Health Promotion Practice 2007;8:22.

A more recent version of this article appeared on January 1, 2007


Article

Youth Tobacco Access Restrictions: Time to Shift Resources to Other Interventions?

Michael J. Craig, MD, MPH1 Neil W. Boris, MD2

1 medicine/pediatrics resident at the University of North Carolina, Chapel Hill.
2 associate professor in the Department of Community Health Sciences at the Tulane University School of Public Health and Tropical Medicine in New Orleans, Lousiana.

* To whom correspondence should be addressed.


   Abstract

There is limited data to guide policy makers as to whether youth tobacco access restriction is an effective strategy.
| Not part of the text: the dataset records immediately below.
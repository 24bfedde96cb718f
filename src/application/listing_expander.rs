//! "Load more" expansion of a search listing
//!
//! The listing page only shows a first slice of its items; a control at the
//! bottom appends the next slice when clicked. [`ListingExpander`] drives that
//! control through a small state machine:
//!
//! - `AwaitingControl`: wait for the control to become clickable. Failing here
//!   is fatal for the run: the listing is unreachable or the term is wrong.
//! - `Clicking`: while the click budget lasts, click by script, wait for the
//!   control again, then pause so the new items can settle. A failure moves to
//!   `Stuck` instead of aborting.
//! - `Stuck`: spends one iteration and looks the control up once more without
//!   waiting. Found resumes `Clicking`, gone means the listing is exhausted.
//! - `Exhausted`: the current markup is the result.

#![allow(clippy::uninlined_format_args)]

use async_trait::async_trait;
use std::time::Duration;
use tracing::{debug, error, info, warn};

use crate::infrastructure::browser::ExpansionError;
use crate::infrastructure::config::ListingConfig;

/// A rendered listing page with a "load more" control
#[async_trait]
pub trait ListingPage: Send {
    /// Waits until the control is clickable and remembers it
    async fn wait_for_control(&mut self, timeout: Duration) -> Result<(), ExpansionError>;

    /// Clicks the remembered control
    async fn click_control(&mut self) -> Result<(), ExpansionError>;

    /// Looks the control up again, without waiting
    async fn relocate_control(&mut self) -> Result<(), ExpansionError>;

    /// Current document markup
    async fn markup(&mut self) -> Result<String, ExpansionError>;
}

#[derive(Debug, Clone, Copy, PartialEq, Eq)]
pub enum ExpansionState {
    AwaitingControl,
    Clicking,
    Stuck,
    Exhausted,
}

#[derive(Debug, Clone)]
pub struct ExpansionSettings {
    pub control_timeout: Duration,
    pub max_clicks: u32,
    pub click_pause: Duration,
}

impl From<&ListingConfig> for ExpansionSettings {
    fn from(config: &ListingConfig) -> Self {
        Self {
            control_timeout: config.control_timeout(),
            max_clicks: config.max_load_more_clicks,
            click_pause: config.click_pause(),
        }
    }
}

/// Final markup plus what it took to get there
#[derive(Debug, Clone)]
pub struct ExpandedListing {
    pub markup: String,
    /// Successful click iterations
    pub clicks: u32,
    /// Times the control was re-located after a failed iteration
    pub recoveries: u32,
}

#[derive(Debug, Clone)]
pub struct ListingExpander {
    settings: ExpansionSettings,
}

impl ListingExpander {
    pub const fn new(settings: ExpansionSettings) -> Self {
        Self { settings }
    }

    pub async fn expand<P>(&self, page: &mut P) -> Result<ExpandedListing, ExpansionError>
    where
        P: ListingPage + ?Sized,
    {
        let mut state = ExpansionState::AwaitingControl;
        let mut iterations = 0u32;
        let mut clicks = 0u32;
        let mut recoveries = 0u32;

        loop {
            state = match state {
                ExpansionState::AwaitingControl => {
                    if let Err(e) = page.wait_for_control(self.settings.control_timeout).await {
                        error!("Load-more control never became clickable: {}", e);
                        return Err(e);
                    }
                    ExpansionState::Clicking
                }
                ExpansionState::Clicking if iterations >= self.settings.max_clicks => {
                    debug!("Click budget of {} spent", self.settings.max_clicks);
                    ExpansionState::Exhausted
                }
                ExpansionState::Clicking => match self.click_once(page).await {
                    Ok(()) => {
                        iterations += 1;
                        clicks += 1;
                        debug!("Load-more click {}/{}", iterations, self.settings.max_clicks);
                        tokio::time::sleep(self.settings.click_pause).await;
                        ExpansionState::Clicking
                    }
                    Err(e) => {
                        warn!("Unable to get load-more control: {}", e);
                        ExpansionState::Stuck
                    }
                },
                ExpansionState::Stuck => {
                    iterations += 1;
                    match page.relocate_control().await {
                        Ok(()) => {
                            recoveries += 1;
                            ExpansionState::Clicking
                        }
                        Err(e) => {
                            info!("Load-more control is gone, listing exhausted: {}", e);
                            ExpansionState::Exhausted
                        }
                    }
                }
                ExpansionState::Exhausted => break,
            };
        }

        let markup = page.markup().await?;
        Ok(ExpandedListing {
            markup,
            clicks,
            recoveries,
        })
    }

    async fn click_once<P>(&self, page: &mut P) -> Result<(), ExpansionError>
    where
        P: ListingPage + ?Sized,
    {
        page.click_control().await?;
        page.wait_for_control(self.settings.control_timeout).await
    }
}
Analysis of the limited data on youth access restriction suggests that (a) scalable models for access restriction are lacking, (b) enforcement of access restriction would be cost prohibitive, (c) the leaky commercial supply of cigarettes combined with the capacity of youth to tap into a "social supply" of cigarettes would hamper all but the most rigorously enforced efforts to restrict access to tobacco, and (d) access restriction may paradoxically increase allure of cigarettes for some youth. Although youth tobacco access restriction does not face strong political or industry opposition, the authors' analysis reveals that youth tobacco access restriction is likely to remain a failed strategy to control tobacco use in the United States.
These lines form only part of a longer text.